[Collected data]:
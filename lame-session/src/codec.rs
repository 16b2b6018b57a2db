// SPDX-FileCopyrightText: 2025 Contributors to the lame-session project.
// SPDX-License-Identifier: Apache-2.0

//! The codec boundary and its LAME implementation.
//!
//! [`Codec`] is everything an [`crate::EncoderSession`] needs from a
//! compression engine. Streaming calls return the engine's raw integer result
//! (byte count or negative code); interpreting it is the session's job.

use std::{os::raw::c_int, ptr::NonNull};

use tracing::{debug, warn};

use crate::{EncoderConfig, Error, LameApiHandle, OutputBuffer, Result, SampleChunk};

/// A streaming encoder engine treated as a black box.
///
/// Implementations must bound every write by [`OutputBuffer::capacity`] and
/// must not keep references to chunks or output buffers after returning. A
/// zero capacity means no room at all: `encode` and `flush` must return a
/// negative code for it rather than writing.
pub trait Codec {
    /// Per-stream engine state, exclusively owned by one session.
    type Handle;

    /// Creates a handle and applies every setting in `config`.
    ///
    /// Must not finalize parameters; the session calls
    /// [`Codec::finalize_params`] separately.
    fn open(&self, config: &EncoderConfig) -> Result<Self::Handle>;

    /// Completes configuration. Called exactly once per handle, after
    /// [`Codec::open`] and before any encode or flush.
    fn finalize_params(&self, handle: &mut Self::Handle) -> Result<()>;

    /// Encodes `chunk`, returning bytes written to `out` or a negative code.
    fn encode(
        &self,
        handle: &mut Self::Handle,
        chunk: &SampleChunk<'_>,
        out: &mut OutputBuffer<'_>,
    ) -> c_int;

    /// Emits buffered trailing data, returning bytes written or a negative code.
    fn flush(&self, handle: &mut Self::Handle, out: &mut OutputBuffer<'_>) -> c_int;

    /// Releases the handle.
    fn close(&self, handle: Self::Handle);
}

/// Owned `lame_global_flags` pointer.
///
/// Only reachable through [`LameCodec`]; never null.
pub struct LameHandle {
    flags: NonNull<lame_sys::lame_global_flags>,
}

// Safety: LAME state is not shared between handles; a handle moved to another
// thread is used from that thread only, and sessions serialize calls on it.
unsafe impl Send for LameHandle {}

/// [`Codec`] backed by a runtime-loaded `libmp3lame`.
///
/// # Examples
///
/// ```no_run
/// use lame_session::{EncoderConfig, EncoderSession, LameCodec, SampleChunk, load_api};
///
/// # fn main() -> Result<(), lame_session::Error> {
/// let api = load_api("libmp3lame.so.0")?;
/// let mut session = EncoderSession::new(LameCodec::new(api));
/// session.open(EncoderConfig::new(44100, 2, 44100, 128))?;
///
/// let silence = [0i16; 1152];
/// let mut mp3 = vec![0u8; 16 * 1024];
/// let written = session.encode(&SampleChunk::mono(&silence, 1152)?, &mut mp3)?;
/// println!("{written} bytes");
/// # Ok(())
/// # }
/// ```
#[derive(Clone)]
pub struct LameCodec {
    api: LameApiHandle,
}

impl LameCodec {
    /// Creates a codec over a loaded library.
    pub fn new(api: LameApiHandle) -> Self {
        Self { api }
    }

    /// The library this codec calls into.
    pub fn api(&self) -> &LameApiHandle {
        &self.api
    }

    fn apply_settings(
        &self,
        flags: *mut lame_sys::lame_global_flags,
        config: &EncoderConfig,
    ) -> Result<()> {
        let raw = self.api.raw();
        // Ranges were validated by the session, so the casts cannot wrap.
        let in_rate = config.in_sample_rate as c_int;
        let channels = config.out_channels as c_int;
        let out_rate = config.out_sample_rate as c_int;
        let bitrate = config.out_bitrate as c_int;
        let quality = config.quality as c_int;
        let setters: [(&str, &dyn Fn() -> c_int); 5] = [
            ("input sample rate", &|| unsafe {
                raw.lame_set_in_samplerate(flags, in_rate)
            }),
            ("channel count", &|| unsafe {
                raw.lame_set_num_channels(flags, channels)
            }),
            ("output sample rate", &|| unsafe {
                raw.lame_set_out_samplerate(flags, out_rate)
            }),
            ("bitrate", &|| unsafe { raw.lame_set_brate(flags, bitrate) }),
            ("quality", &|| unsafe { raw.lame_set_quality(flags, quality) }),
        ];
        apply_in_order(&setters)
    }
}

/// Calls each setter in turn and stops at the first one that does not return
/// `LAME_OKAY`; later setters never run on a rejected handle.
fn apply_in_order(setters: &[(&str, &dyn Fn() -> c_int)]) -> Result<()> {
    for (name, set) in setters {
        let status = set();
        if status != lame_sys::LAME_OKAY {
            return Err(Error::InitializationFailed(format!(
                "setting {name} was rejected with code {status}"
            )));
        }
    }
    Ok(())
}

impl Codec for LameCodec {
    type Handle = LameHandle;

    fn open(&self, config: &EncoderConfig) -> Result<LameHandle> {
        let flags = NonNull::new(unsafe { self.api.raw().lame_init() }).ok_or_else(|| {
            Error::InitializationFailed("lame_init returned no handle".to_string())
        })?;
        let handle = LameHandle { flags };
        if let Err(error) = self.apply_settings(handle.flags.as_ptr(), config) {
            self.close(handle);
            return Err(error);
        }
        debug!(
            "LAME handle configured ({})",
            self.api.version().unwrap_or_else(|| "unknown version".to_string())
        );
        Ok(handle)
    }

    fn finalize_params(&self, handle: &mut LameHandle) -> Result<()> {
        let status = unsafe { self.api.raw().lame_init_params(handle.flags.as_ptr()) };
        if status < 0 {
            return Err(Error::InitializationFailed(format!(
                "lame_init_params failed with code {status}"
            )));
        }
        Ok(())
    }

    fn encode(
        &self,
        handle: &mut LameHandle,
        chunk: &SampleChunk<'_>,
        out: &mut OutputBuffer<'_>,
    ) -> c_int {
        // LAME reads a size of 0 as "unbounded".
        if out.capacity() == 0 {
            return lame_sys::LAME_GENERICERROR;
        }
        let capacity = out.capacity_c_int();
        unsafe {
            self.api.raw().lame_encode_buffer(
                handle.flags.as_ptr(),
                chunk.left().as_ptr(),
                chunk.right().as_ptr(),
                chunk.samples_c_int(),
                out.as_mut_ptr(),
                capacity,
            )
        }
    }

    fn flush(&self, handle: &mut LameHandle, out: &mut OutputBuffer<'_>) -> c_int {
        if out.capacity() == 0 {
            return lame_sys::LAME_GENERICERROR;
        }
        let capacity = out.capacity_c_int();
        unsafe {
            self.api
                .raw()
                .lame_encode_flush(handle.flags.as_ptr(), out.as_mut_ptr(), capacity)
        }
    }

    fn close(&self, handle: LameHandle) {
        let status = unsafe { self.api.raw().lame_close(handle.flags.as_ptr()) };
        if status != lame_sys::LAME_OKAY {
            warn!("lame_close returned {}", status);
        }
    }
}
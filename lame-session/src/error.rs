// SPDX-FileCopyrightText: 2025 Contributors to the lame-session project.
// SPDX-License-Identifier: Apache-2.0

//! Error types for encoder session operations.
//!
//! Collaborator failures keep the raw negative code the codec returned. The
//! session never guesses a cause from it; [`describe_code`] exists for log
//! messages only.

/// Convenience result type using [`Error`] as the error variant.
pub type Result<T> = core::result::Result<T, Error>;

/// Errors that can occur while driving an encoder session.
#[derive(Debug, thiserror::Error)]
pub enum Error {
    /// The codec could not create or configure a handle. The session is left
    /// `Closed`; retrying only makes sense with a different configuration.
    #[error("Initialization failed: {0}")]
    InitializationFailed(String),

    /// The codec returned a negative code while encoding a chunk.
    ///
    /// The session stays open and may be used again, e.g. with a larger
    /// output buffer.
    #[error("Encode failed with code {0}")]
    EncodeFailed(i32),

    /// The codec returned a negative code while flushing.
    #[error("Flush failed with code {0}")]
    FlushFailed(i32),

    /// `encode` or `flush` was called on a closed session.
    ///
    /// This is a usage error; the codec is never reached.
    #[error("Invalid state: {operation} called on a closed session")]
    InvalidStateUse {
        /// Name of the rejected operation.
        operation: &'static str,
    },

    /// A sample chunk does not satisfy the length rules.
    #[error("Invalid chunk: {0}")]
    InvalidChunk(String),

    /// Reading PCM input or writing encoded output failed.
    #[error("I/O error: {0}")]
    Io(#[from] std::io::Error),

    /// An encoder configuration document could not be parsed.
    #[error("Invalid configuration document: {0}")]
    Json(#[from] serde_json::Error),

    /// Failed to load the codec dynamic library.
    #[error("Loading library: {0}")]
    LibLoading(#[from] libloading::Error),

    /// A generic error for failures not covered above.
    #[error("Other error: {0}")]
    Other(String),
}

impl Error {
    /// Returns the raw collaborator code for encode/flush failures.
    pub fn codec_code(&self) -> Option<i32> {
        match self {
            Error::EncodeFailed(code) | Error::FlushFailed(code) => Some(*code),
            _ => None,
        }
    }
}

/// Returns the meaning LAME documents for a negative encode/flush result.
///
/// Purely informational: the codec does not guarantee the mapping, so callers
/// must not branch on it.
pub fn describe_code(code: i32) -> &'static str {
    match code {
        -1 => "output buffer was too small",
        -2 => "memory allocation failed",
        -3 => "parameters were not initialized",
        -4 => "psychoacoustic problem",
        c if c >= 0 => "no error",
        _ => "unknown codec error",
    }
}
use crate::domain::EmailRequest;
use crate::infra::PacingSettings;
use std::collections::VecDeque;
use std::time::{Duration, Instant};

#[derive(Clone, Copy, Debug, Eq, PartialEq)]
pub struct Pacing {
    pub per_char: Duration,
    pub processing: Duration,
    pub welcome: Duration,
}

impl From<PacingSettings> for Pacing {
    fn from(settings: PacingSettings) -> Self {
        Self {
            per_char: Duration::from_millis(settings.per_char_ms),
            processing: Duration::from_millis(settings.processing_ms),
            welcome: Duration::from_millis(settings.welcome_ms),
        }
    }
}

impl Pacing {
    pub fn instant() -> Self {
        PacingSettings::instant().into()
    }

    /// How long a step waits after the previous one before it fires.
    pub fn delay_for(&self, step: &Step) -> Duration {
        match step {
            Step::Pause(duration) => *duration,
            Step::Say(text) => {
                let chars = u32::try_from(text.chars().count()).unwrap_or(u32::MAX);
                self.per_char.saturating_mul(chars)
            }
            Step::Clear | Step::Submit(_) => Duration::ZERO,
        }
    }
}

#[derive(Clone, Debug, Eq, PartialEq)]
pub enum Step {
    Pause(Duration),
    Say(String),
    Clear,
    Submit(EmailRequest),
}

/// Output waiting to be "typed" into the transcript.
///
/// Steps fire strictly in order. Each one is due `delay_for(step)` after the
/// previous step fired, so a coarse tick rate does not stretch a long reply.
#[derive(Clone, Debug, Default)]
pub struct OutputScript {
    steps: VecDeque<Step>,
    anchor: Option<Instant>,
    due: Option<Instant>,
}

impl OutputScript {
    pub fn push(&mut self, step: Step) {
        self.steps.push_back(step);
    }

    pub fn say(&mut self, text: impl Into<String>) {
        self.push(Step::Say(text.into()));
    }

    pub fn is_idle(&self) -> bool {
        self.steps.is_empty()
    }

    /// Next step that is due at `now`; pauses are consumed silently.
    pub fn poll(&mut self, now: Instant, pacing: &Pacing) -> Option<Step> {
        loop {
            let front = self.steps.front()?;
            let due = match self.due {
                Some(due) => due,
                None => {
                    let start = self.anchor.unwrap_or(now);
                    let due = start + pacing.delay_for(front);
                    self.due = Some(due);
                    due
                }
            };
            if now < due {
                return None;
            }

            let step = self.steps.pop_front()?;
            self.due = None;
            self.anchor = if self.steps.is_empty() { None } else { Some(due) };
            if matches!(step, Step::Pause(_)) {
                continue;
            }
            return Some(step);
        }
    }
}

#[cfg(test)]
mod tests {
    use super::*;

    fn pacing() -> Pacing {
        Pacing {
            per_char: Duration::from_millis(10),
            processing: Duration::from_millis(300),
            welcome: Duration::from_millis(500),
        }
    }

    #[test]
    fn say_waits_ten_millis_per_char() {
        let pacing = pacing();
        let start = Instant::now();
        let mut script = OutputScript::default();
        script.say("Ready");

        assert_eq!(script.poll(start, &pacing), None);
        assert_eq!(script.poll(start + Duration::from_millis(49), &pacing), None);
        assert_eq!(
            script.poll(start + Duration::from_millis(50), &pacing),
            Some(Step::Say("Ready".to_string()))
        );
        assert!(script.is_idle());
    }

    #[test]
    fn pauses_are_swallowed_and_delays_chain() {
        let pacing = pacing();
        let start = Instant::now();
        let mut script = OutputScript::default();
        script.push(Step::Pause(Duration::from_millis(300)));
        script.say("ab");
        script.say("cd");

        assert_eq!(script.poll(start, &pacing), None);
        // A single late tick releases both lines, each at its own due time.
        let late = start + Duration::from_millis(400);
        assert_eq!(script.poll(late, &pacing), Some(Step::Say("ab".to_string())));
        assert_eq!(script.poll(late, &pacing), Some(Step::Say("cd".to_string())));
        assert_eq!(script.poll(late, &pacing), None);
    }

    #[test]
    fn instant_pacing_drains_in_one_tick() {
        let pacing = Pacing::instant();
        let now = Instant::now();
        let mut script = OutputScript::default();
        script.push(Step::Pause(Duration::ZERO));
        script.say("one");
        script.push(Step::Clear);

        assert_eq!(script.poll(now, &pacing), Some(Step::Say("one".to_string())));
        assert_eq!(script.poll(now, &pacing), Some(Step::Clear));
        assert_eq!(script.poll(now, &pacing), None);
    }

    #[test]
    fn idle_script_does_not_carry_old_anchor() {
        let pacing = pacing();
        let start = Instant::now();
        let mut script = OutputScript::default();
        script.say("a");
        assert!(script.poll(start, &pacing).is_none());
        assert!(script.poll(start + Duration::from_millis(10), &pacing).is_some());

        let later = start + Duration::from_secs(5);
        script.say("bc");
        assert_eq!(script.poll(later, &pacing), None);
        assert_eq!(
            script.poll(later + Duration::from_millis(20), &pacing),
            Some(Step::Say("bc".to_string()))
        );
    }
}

[TASK REQUIREMENTS]: Nothing but a number is expected: how many lines in the data above hold the word "open".

[OUTPUT OF THE TASK]: 5